Listrik Indonesia | Pada Rapat Dengar Pendapat (RDP) Komisi VII Dewan Perwakilan Rakyat Republik Indonesia (DPR RI) dengan PT Perusahaan Listrik Negara (Persero), Muhammad Nasir, Anggota Komisi VII DPR RI mencecar Direktur Utama (Dirut) PLN Zulkifli Zaini.
Pasalnya, PLN dinilai tidak berani bersaing dalam membeli batu bara di tengah melambungnya harga batu bara dunia, yang mencapai US$ 153 per metric ton. Bahkan, anggota DPR itu sempat mengancam akan mengusulkan kepada Menteri Badan Usaha Milik Negara (BUMN) untuk memecat Zulkifli Zaini sebagai Dirut PLN kalau PLN tidak berani membeli Batubara dengan harga pasar.
Cecaran dan ancaman anggota DPR terhadap Dirut PLN terkait harga jual batubara kepada PLN sesungguhnya salah alamat karena penetapan harga batubara dalam skema Domestic Market Obligation (DMO) ditetapkan oleh Pemerintah. PLN sebagai operator hanya menjalankan keputusan Pemerintah. Berdasarkan Keputusan Menteri (Kepmen) ESDM Nomor 23K/30/MEM/2018, minimal 25% produksi batubara harus dijual ke PLN. Sedangkan Kepmen ESDM Nomor 1395 K/30/MEM/2018 tentang Harga Batu Bara Untuk Penyediaan Tenaga Listrik, DMO harga batu bara sektor ketenagalistrikan dipatok maksimal US$70 per metric ton untuk kalori 6.332 GAR. Jika harga pasar di bawah US$70 per metric ton, harga jual batubara ke PLN mengikuti Harga Batu bara Acuan (HBA) yang ditetapkan Pemerintah
Menurut Pengamat Energi UGM Fahmy Radhi, tujuan penetapan DMO harga Batubara adalah memenuhi kepentingan PLN, maupun kepentingan Penguasaha Batubara, tanpa menurunkan Pendapatan Negara Bukan Pajak (PNBP) dari pembayaran royalty.

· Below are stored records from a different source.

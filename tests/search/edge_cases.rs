//! Edge cases around tokenization, normalization, and empty inputs.

use super::common::{index_with_titles, load_fixture_index, make_index_from};
use sift::{search, ArticleIndex};

// ============================================================================
// EMPTY INPUTS
// ============================================================================

#[test]
fn test_empty_index_returns_nothing() {
    let index = ArticleIndex::default();
    assert!(search(&index, "rust").is_empty());
}

#[test]
fn test_empty_and_whitespace_queries_return_nothing() {
    let index = load_fixture_index();
    assert!(search(&index, "").is_empty());
    assert!(search(&index, "   ").is_empty());
    assert!(search(&index, "\t\n").is_empty());
}

#[test]
fn test_zero_article_index_parses_and_searches() {
    let index = make_index_from(vec![]);
    assert!(index.is_empty());
    assert!(search(&index, "anything").is_empty());
}

// ============================================================================
// TERM FILTERING
// ============================================================================

#[test]
fn test_single_char_terms_are_dropped() {
    let index = load_fixture_index();
    // "a" appears in several titles but is too short to be a term.
    assert!(search(&index, "a").is_empty());
    assert!(search(&index, "a b c").is_empty());
}

#[test]
fn test_single_char_terms_do_not_dilute_real_terms() {
    let index = load_fixture_index();
    let alone = search(&index, "rust");
    let padded = search(&index, "a rust b");
    assert_eq!(alone, padded);
}

#[test]
fn test_multibyte_chars_count_as_one() {
    let index = index_with_titles(&["Čaj time"]);
    // "č" is a single char (two bytes): still too short to be a term.
    assert!(search(&index, "č").is_empty());
    // Two chars pass the term filter.
    assert_eq!(search(&index, "ča").len(), 1);
}

// ============================================================================
// NORMALIZATION
// ============================================================================

#[test]
fn test_matching_is_case_insensitive() {
    let index = load_fixture_index();
    assert_eq!(search(&index, "RUST"), search(&index, "rust"));
    assert_eq!(search(&index, "RuSt"), search(&index, "rust"));
}

#[cfg(feature = "unicode-normalization")]
#[test]
fn test_ascii_query_matches_accented_title() {
    let index = load_fixture_index();
    let results = search(&index, "tokyo");
    assert_eq!(results.len(), 1);
    assert_eq!(results[0].article_id, 2, "Should match 'A Weekend in Tōkyō'");
}

#[cfg(feature = "unicode-normalization")]
#[test]
fn test_accented_query_matches_accented_title() {
    let index = load_fixture_index();
    assert_eq!(search(&index, "tōkyō"), search(&index, "tokyo"));
}

#[test]
fn test_substring_matches_across_punctuation() {
    let index = load_fixture_index();
    // "rust-flavored" in an excerpt still contains the substring "rust".
    let ids: Vec<usize> = search(&index, "rust").iter().map(|r| r.article_id).collect();
    assert!(ids.contains(&7));
}

// ============================================================================
// MISSES
// ============================================================================

#[test]
fn test_unmatched_query_returns_nothing() {
    let index = load_fixture_index();
    assert!(search(&index, "quaternion").is_empty());
}

#[test]
fn test_zero_scores_never_surface() {
    let index = load_fixture_index();
    for result in search(&index, "rust") {
        assert!(result.score > 0);
    }
}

Untuk itu, prinsip dalam penetapan DMO harga batubara adalah berbagi keuntungan dan kerugian (share gain, share pain), dengan skema batas atas dan batas bawah (ceiling and floor price). Pada saat harga batubara melambung tinggi, pengusaha menjual batubara ke PLN dengan harga batas atas (ceiling price) sebesar US$ 70 per metric ton. Sebaliknya, pada saat harga batubara terpuruk rendah, maka PLN harus membeli batubara dengan harga batas bawah (floor price) sesuai HBA ditetapkan.
"Jika skema DMO harus dihapuskan, maka PLN membeli batubara sesuai harga pasar. Dengan bauran energi sekitar 57% menggunakan batubara, pembelian batubara dengan harga US$ 153 per metric ton tentunya bisa menaikkan harga pokok penyediaan (HPP) listrik hingga 2 kali lipat dimana harga DMO sebesar US$70 per metric ton. Kalau PLN dipaksa tidak menaikkan tarif listrik, maka PLN menjual setrum kepada masyarakat di bawah harga keekonomian," ujar Fahmy kepada Listrik Indonesia. Rabu, (17/11).
Lebih lanjut, ia menjelaskan, dalam kondisi tersebut, Pemerintah harus memberikan kompensasi dari APBN dalam jumlah besar, bahkan bisa lebih dari 2 kali lipat. Namun, jika tarif adjustment diberlakukan, tarif listrik dinaikkan sesuai dengan harga keekonomian, maka beban rakyat, yang baru terpuruk akibat Pandemi Covid-19, akan semakin bertambah berat. Agar tidak membebani APBN dan memberatkan rakyat sebagai konsumen PLN, skema DMO janganlah dihapuskan.
"Kecuali, pemerintah memang mengutamakan kepentingan pengusaha batubara ketimbang kepentingan rakyat," tukasnya.